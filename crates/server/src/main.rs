use std::net::SocketAddr;
use std::path::PathBuf;
use std::sync::Arc;

use anyhow::{Context, Result};
use tokio::signal;
use tracing::{error, info, warn};
use tracing_subscriber::{layer::SubscriberExt, util::SubscriberInitExt};

use pixpress_core::{
    load_config, validate_config, CacheStore, CapabilityResolver, Executor, FormatConverter,
    ImageEditor, MemoryCache, ProcessExecutor, RasterEditor,
};
use pixpress_server::{api::create_router, state::AppState};

/// Application version
const VERSION: &str = env!("CARGO_PKG_VERSION");

#[tokio::main]
async fn main() {
    if let Err(e) = run().await {
        error!("Fatal error: {:#}", e);
        std::process::exit(1);
    }
}

async fn run() -> Result<()> {
    // Initialize logging
    tracing_subscriber::registry()
        .with(
            tracing_subscriber::EnvFilter::try_from_default_env()
                .unwrap_or_else(|_| "info,tower_http=debug".into()),
        )
        .with(tracing_subscriber::fmt::layer())
        .init();

    // Determine config path
    let config_path = std::env::var("PIXPRESS_CONFIG")
        .map(PathBuf::from)
        .unwrap_or_else(|_| PathBuf::from("config.toml"));

    // Load configuration
    info!("Loading configuration from {:?}", config_path);
    let config = load_config(&config_path)
        .with_context(|| format!("Failed to load config from {:?}", config_path))?;

    // Validate configuration
    validate_config(&config).context("Configuration validation failed")?;

    info!(version = VERSION, "Configuration loaded successfully");
    info!("Binary root: {:?}", config.resolver.bin_root);

    let executor: Arc<dyn Executor> = Arc::new(ProcessExecutor::new(config.executor.clone()));
    let cache: Arc<dyn CacheStore> = Arc::new(MemoryCache::new());
    let resolver = Arc::new(CapabilityResolver::new(
        &config.resolver,
        Arc::clone(&executor),
        cache,
    ));

    // Probe encoders once so the first request hits a warm cache
    let system = resolver.system_info().await;
    info!("Platform: {}", system.platform);
    for (name, record) in &system.encoders {
        if record.available {
            info!(
                encoder = %name,
                version = record.version.as_deref().unwrap_or("unknown"),
                "Encoder available"
            );
        }
    }
    for name in &system.missing_required {
        warn!(encoder = %name, "Required encoder not available");
    }

    let editor: Arc<dyn ImageEditor> = Arc::new(RasterEditor);
    let converter = Arc::new(FormatConverter::new(
        config.converter.clone(),
        Arc::clone(&resolver),
        executor,
        editor,
    ));

    let state = Arc::new(AppState::new(config.clone(), resolver, converter));

    // Create router
    let app = create_router(state);

    // Start server
    let addr = SocketAddr::new(config.server.host, config.server.port);
    info!("Starting server on {}", addr);

    let listener = tokio::net::TcpListener::bind(addr)
        .await
        .with_context(|| format!("Failed to bind to {}", addr))?;

    // Run server with graceful shutdown
    axum::serve(listener, app)
        .with_graceful_shutdown(shutdown_signal())
        .await
        .context("Server error")?;

    info!("Server shut down");
    Ok(())
}

/// Wait for shutdown signal (Ctrl+C or SIGTERM)
async fn shutdown_signal() {
    let ctrl_c = async {
        if let Err(e) = signal::ctrl_c().await {
            error!("Failed to install Ctrl+C handler: {}", e);
            std::future::pending::<()>().await;
        }
    };

    #[cfg(unix)]
    let terminate = async {
        match signal::unix::signal(signal::unix::SignalKind::terminate()) {
            Ok(mut sigterm) => {
                sigterm.recv().await;
            }
            Err(e) => {
                error!("Failed to install SIGTERM handler: {}", e);
                std::future::pending::<()>().await;
            }
        }
    };

    #[cfg(not(unix))]
    let terminate = std::future::pending::<()>();

    tokio::select! {
        _ = ctrl_c => {},
        _ = terminate => {},
    }
}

**WHAT YOU NEED TO DO**
Would you please copy exactly the part of the entries above that begins at the line containing "use std::path::PathBuf;" and ends at the line containing "for (name, record)", both lines included?

**ANSWER SPACE**
use std::path::PathBuf;
use std::sync::Arc;

use anyhow::{Context, Result};
use tokio::signal;
use tracing::{error, info, warn};
use tracing_subscriber::{layer::SubscriberExt, util::SubscriberInitExt};

use pixpress_core::{
    load_config, validate_config, CacheStore, CapabilityResolver, Executor, FormatConverter,
    ImageEditor, MemoryCache, ProcessExecutor, RasterEditor,
};
use pixpress_server::{api::create_router, state::AppState};

/// Application version
const VERSION: &str = env!("CARGO_PKG_VERSION");

#[tokio::main]
async fn main() {
    if let Err(e) = run().await {
        error!("Fatal error: {:#}", e);
        std::process::exit(1);
    }
}

async fn run() -> Result<()> {
    // Initialize logging
    tracing_subscriber::registry()
        .with(
            tracing_subscriber::EnvFilter::try_from_default_env()
                .unwrap_or_else(|_| "info,tower_http=debug".into()),
        )
        .with(tracing_subscriber::fmt::layer())
        .init();

    // Determine config path
    let config_path = std::env::var("PIXPRESS_CONFIG")
        .map(PathBuf::from)
        .unwrap_or_else(|_| PathBuf::from("config.toml"));

    // Load configuration
    info!("Loading configuration from {:?}", config_path);
    let config = load_config(&config_path)
        .with_context(|| format!("Failed to load config from {:?}", config_path))?;

    // Validate configuration
    validate_config(&config).context("Configuration validation failed")?;

    info!(version = VERSION, "Configuration loaded successfully");
    info!("Binary root: {:?}", config.resolver.bin_root);

    let executor: Arc<dyn Executor> = Arc::new(ProcessExecutor::new(config.executor.clone()));
    let cache: Arc<dyn CacheStore> = Arc::new(MemoryCache::new());
    let resolver = Arc::new(CapabilityResolver::new(
        &config.resolver,
        Arc::clone(&executor),
        cache,
    ));

    // Probe encoders once so the first request hits a warm cache
    let system = resolver.system_info().await;
    info!("Platform: {}", system.platform);
    for (name, record) in &system.encoders {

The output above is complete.